Mais cette association n’a de tels caractères qu’à cette condition : c’est que les termes dont elle est tissue soient noués, au point de se confondre en une sorte de synthèse chimique. Une association inséparable de perceptions, d’images, ou d’idées, n’est plus qu’une idée, qu’une image, qu’une perception ; elle n’est pas un jugement. C’est un fait, non une vérité. C’est un fait, et un fait particulier, même après que l’esprit, pour y arriver, a traversé le général.
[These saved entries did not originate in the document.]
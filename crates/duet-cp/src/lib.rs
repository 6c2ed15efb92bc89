//! Discrete constraint models over bounded integer and boolean variables.
//!
//! A [`CpModel`] accumulates variables, linear relations, all-different
//! groups and an optional objective. [`CpModel::solve`] compiles a snapshot
//! of the builder and runs the pumpkin-core solver on it, returning an independent
//! [`CpSolution`]. The builder stays usable and may be solved again.
//!
//! # Module Organization
//!
//! - [`model`]: The builder and its validation
//! - [`solution`]: Read-only solve result
//! - `engine`: Compilation to engine integers and dispatch to pumpkin-core
//! - `status`: Engine status normalization

mod engine;
pub mod model;
pub mod solution;
mod status;

pub use engine::CompiledModel;
pub use model::CpModel;
pub use solution::CpSolution;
Une telle association diffère donc essentiellement des principes qui président au travail de la pensée, puisqu’au lieu de les expliquer elle ne s’explique que par eux. S’il s’agit de ces lois de l’esprit, la nécessité réside non seulement dans l’application infaillible que nous en faisons même à notre insu, mais aussi dans le rapport intelligible des termes du jugement qui restent distincts. Une association inséparable est un fait, et ne sera jamais qu’un fait, tant qu’un jugement réfléchi ne l’érigera pas en vérité, ou n’y démêlera pas une illusion : ici, la nécessité ne réside plus dans la liaison logique des termes unis, puisque l’analyse de leurs relations nous prouve notre erreur, mais dans la constatation inévitable d’une apparence trompeuse que nous imposent des expériences accumulées. Le fait peut donc à notre escient demeurer en désaccord avec la vérité. La science est d’un tout autre ordre que la sensation.

Maurice Blondel.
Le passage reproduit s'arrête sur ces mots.